First a little background, the pavilion project was delivered via a Community Asset Transfer (CAT) which came forth from a backdrop of austerity cuts and the formation of the Big Society’s Localism Act in 2011. This saw the empowerment of communities to take an active role in shaping their neighbourhoods which supported the notion of volunteerism. This is a big ask by anyone’s standards, and the amount of pro bono time that is required from both the community and the professional team to deliver such a project can be huge. This is borne out by the staggering amount of emails, workshops, meetings, and number of people involved on the pavilion project, which was meticulously catalogued by the students as part of their project research.

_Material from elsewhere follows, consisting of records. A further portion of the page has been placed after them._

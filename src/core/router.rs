//! Address-keyed routing state of the server
//!
//! The router owns every per-client queue pair and engine. It is driven by a
//! single task, so none of its maps need locking.

use crate::core::address::Address;
use crate::core::connection::ConnectionEngine;
use crate::core::message::Message;
use crate::core::message_queue::{
    message_queue, message_queue_with_waker, MessageQueue, MessageStream,
};
use crate::error::{NetworkError, Result};
use std::collections::HashMap;
use std::sync::Arc;
use tokio::sync::Notify;

/// Per-client queues and engines, keyed by peer address
#[derive(Debug)]
pub struct Router {
    outbound: HashMap<Address, MessageQueue>,
    inbound: HashMap<Address, MessageStream>,
    engines: HashMap<Address, ConnectionEngine>,
    /// Engines of removed clients, kept until their tasks finish
    retired: Vec<ConnectionEngine>,
    activity: Arc<Notify>,
}

impl Default for Router {
    fn default() -> Self {
        Self::new()
    }
}

impl Router {
    /// Create an empty router
    #[must_use]
    pub fn new() -> Self {
        Self {
            outbound: HashMap::new(),
            inbound: HashMap::new(),
            engines: HashMap::new(),
            retired: Vec::new(),
            activity: Arc::new(Notify::new()),
        }
    }

    /// Signalled whenever any client's inbound queue receives a message
    #[must_use]
    pub fn activity(&self) -> Arc<Notify> {
        Arc::clone(&self.activity)
    }

    /// Register a fresh queue pair for `addr`
    ///
    /// Returns the engine-side ends: the stream the engine transmits from
    /// and the queue it delivers decoded messages into. A client already
    /// registered under the same address is replaced.
    pub fn open_client(&mut self, addr: Address) -> (MessageStream, MessageQueue) {
        if self.outbound.contains_key(&addr) {
            tracing::warn!("Replacing existing registration for {}", addr);
            self.remove_client(addr);
        }

        let (outbound_queue, outbound_stream) = message_queue();
        let (inbound_queue, inbound_stream) = message_queue_with_waker(Arc::clone(&self.activity));

        self.outbound.insert(addr, outbound_queue);
        self.inbound.insert(addr, inbound_stream);

        (outbound_stream, inbound_queue)
    }

    /// Attach the engine serving a client opened with [`Router::open_client`]
    pub fn attach_engine(&mut self, addr: Address, engine: ConnectionEngine) {
        if let Some(previous) = self.engines.insert(addr, engine) {
            self.retired.push(previous);
        }
    }

    /// Move every pending client message into `shared`
    ///
    /// Messages are re-addressed to the client they came from. A client whose
    /// engine reported shutdown is removed; the notice itself is not
    /// forwarded. The notice only counts once the engine has actually exited.
    /// Returns the number of forwarded messages.
    pub fn collect_inbound(&mut self, shared: &MessageQueue) -> usize {
        let mut forwarded = 0;
        let mut closed = Vec::new();

        for (addr, stream) in &mut self.inbound {
            while let Some(message) = stream.try_dequeue() {
                if message.is_shutdown_sentinel() {
                    let exited = self
                        .engines
                        .get(addr)
                        .map_or(true, ConnectionEngine::has_exited);
                    if exited {
                        closed.push(*addr);
                        break;
                    }
                    tracing::warn!("Ignoring shutdown notice for live connection {}", addr);
                    continue;
                }

                if shared.enqueue(message.with_address(*addr)).is_err() {
                    tracing::debug!("Shared inbound queue closed, dropping message from {}", addr);
                    continue;
                }
                forwarded += 1;
            }
        }

        for addr in closed {
            tracing::info!("Client {} disconnected", addr);
            self.remove_client(addr);
        }

        self.retired.retain(|engine| !engine.is_finished());
        forwarded
    }

    /// Deliver an outgoing message to its destination queue(s)
    ///
    /// A [`Address::BROADCAST`] destination copies the message to every
    /// registered client. The payload is encoded once, off the async
    /// runtime, and the copies share it. Returns the number of clients
    /// reached.
    ///
    /// # Errors
    ///
    /// `UnknownDestination` when no client is registered under the address;
    /// `Channel` when the client's engine has stopped transmitting. A
    /// broadcast payload that cannot be encoded is reported before any
    /// client receives it.
    pub async fn route(&self, mut message: Message) -> Result<usize> {
        if message.address().is_broadcast() {
            if self.outbound.len() > 1 {
                message = message.prepared().await?;
            }

            let mut delivered = 0;
            for (addr, queue) in &self.outbound {
                match queue.enqueue(message.clone()) {
                    Ok(()) => delivered += 1,
                    Err(e) => tracing::warn!("Broadcast to {} failed: {}", addr, e),
                }
            }
            return Ok(delivered);
        }

        let addr = message.address();
        let queue = self
            .outbound
            .get(&addr)
            .ok_or(NetworkError::UnknownDestination(addr))?;
        queue.enqueue(message)?;
        Ok(1)
    }

    /// Addresses of registered clients, sorted
    #[must_use]
    pub fn clients(&self) -> Vec<Address> {
        let mut clients: Vec<_> = self.outbound.keys().copied().collect();
        clients.sort();
        clients
    }

    /// Check if a client is registered
    #[must_use]
    pub fn contains(&self, addr: &Address) -> bool {
        self.outbound.contains_key(addr)
    }

    /// Number of registered clients
    #[must_use]
    pub fn len(&self) -> usize {
        self.outbound.len()
    }

    /// Check if no client is registered
    #[must_use]
    pub fn is_empty(&self) -> bool {
        self.outbound.is_empty()
    }

    /// Wait for every engine, live or retired, to terminate
    ///
    /// The engines' stop signal must have been triggered first.
    pub async fn join_all(&mut self) {
        let engines: Vec<_> = self
            .engines
            .drain()
            .map(|(_, engine)| engine)
            .chain(self.retired.drain(..))
            .collect();

        for mut engine in engines {
            engine.join().await;
        }

        self.outbound.clear();
        self.inbound.clear();
    }

    fn remove_client(&mut self, addr: Address) {
        // Dropping the producer half ends the engine's transmit task
        self.outbound.remove(&addr);
        self.inbound.remove(&addr);
        if let Some(engine) = self.engines.remove(&addr) {
            self.retired.push(engine);
        }
    }
}

#[cfg(test)]
mod tests {
    use super::*;
    use crate::core::message::{Payload, MAX_MESSAGE_SIZE};
    use image::{Rgb, RgbImage};

    fn client(n: u8) -> Address {
        Address::new([127, 0, 0, 1], 40000 + u16::from(n))
    }

    #[tokio::test]
    async fn test_broadcast_reaches_every_client() {
        let mut router = Router::new();
        let mut engine_sides: Vec<_> = (1..=3).map(|n| router.open_client(client(n))).collect();

        let delivered = router.route(Message::ack(Address::BROADCAST, 5)).await.unwrap();
        assert_eq!(delivered, 3);

        for (outbound, _) in &mut engine_sides {
            let message = outbound.try_dequeue().unwrap();
            assert_eq!(message.payload().as_ack(), Some(5));
            assert!(outbound.try_dequeue().is_none());
        }
    }

    #[tokio::test]
    async fn test_unicast_reaches_only_named_client() {
        let mut router = Router::new();
        let mut engine_sides: Vec<_> = (1..=3).map(|n| router.open_client(client(n))).collect();

        assert_eq!(router.route(Message::ack(client(2), 9)).await.unwrap(), 1);

        assert!(engine_sides[0].0.try_dequeue().is_none());
        assert_eq!(
            engine_sides[1].0.try_dequeue().unwrap().payload().as_ack(),
            Some(9)
        );
        assert!(engine_sides[2].0.try_dequeue().is_none());
    }

    #[tokio::test]
    async fn test_unknown_destination_leaves_queues_untouched() {
        let mut router = Router::new();
        let mut engine_sides: Vec<_> = (1..=2).map(|n| router.open_client(client(n))).collect();

        let stale = client(7);
        match router.route(Message::ack(stale, 1)).await {
            Err(NetworkError::UnknownDestination(addr)) => assert_eq!(addr, stale),
            other => panic!("expected UnknownDestination, got {:?}", other),
        }

        for (outbound, _) in &mut engine_sides {
            assert!(outbound.try_dequeue().is_none());
        }
    }

    #[test]
    fn test_inbound_stamped_with_registered_origin() {
        let mut router = Router::new();
        let (_outbound, engine_inbound) = router.open_client(client(1));
        let (shared, mut received) = message_queue();

        // Whatever the client claimed, the registered address wins
        engine_inbound
            .enqueue(Message::internal(Address::new([6, 6, 6, 6], 6), "hello"))
            .unwrap();
        engine_inbound
            .enqueue(Message::ack(Address::BROADCAST, 2))
            .unwrap();

        assert_eq!(router.collect_inbound(&shared), 2);

        let first = received.try_dequeue().unwrap();
        assert_eq!(first.address(), client(1));
        assert_eq!(first.payload(), &Payload::Internal("hello".to_string()));
        assert_eq!(received.try_dequeue().unwrap().address(), client(1));
    }

    #[tokio::test]
    async fn test_shutdown_notice_removes_client() {
        let mut router = Router::new();
        let (mut outbound, engine_inbound) = router.open_client(client(1));
        let (_other_outbound, _other_inbound) = router.open_client(client(2));
        let (shared, mut received) = message_queue();

        engine_inbound
            .enqueue(Message::ack(Address::BROADCAST, 1))
            .unwrap();
        engine_inbound.enqueue(Message::shutdown_sentinel()).unwrap();

        assert_eq!(router.collect_inbound(&shared), 1);
        assert_eq!(router.clients(), vec![client(2)]);
        assert!(!router.contains(&client(1)));

        // The notice itself never reaches the application
        assert_eq!(received.try_dequeue().unwrap().payload().as_ack(), Some(1));
        assert!(received.try_dequeue().is_none());

        // The removed client's transmit side sees its queue closed
        assert!(outbound.try_dequeue().is_none());
        assert!(matches!(
            router.route(Message::ack(client(1), 1)).await,
            Err(NetworkError::UnknownDestination(_))
        ));
    }

    #[tokio::test]
    async fn test_inbound_signals_activity() {
        let mut router = Router::new();
        let activity = router.activity();
        let (_outbound, engine_inbound) = router.open_client(client(1));

        engine_inbound
            .enqueue(Message::ack(Address::BROADCAST, 1))
            .unwrap();

        tokio::time::timeout(std::time::Duration::from_millis(100), activity.notified())
            .await
            .unwrap();
    }

    #[tokio::test]
    async fn test_reopen_replaces_registration() {
        let mut router = Router::new();
        let (mut first_outbound, _first_inbound) = router.open_client(client(1));
        let (mut second_outbound, _second_inbound) = router.open_client(client(1));

        assert_eq!(router.len(), 1);
        router.route(Message::ack(client(1), 3)).await.unwrap();

        assert!(first_outbound.try_dequeue().is_none());
        assert_eq!(second_outbound.try_dequeue().unwrap().payload().as_ack(), Some(3));
    }

    #[tokio::test]
    async fn test_broadcast_encodes_payload_once() {
        let mut router = Router::new();
        let mut engine_sides: Vec<_> = (1..=3).map(|n| router.open_client(client(n))).collect();

        let frame = RgbImage::from_pixel(64, 48, Rgb([40, 80, 120]));
        let delivered = router
            .route(Message::image(Address::BROADCAST, frame))
            .await
            .unwrap();
        assert_eq!(delivered, 3);

        let copies: Vec<_> = engine_sides
            .iter_mut()
            .map(|(outbound, _)| outbound.try_dequeue().unwrap())
            .collect();
        let shared = copies[0].encoded_payload().unwrap().as_ptr();
        for copy in &copies {
            assert_eq!(copy.encoded_payload().unwrap().as_ptr(), shared);
        }
    }

    #[tokio::test]
    async fn test_unencodable_broadcast_reaches_nobody() {
        let mut router = Router::new();
        let mut engine_sides: Vec<_> = (1..=2).map(|n| router.open_client(client(n))).collect();

        let text = "x".repeat(MAX_MESSAGE_SIZE + 1);
        let result = router.route(Message::internal(Address::BROADCAST, text)).await;
        assert!(matches!(result, Err(NetworkError::MessageTooLarge(..))));

        for (outbound, _) in &mut engine_sides {
            assert!(outbound.try_dequeue().is_none());
        }
    }
}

What is interesting about the pavilion project is how they overcame this expectation that people should give their time for free and how value was placed on their input. This was achieved when a group of university academics pitched a business case to Cardiff University to fund and set up a partnership with the Grangetown community.

The pitch was successful and saw the formation of Community Gateway, an engagement programme unique to Cardiff University, which initially funded the project’s first three-year phase enabling the community and university to build relationships and formulate a clear strategy to apply for the CAT. University students were seen as ambassadors and it was primarily the architecture students that helped set up a series of workshops, events and meetings to initiate the collaboration. Community Gateway not only funded the engagement process but also, importantly, paid for the early appointment of key people, including a much needed community representative, Ali Abdi.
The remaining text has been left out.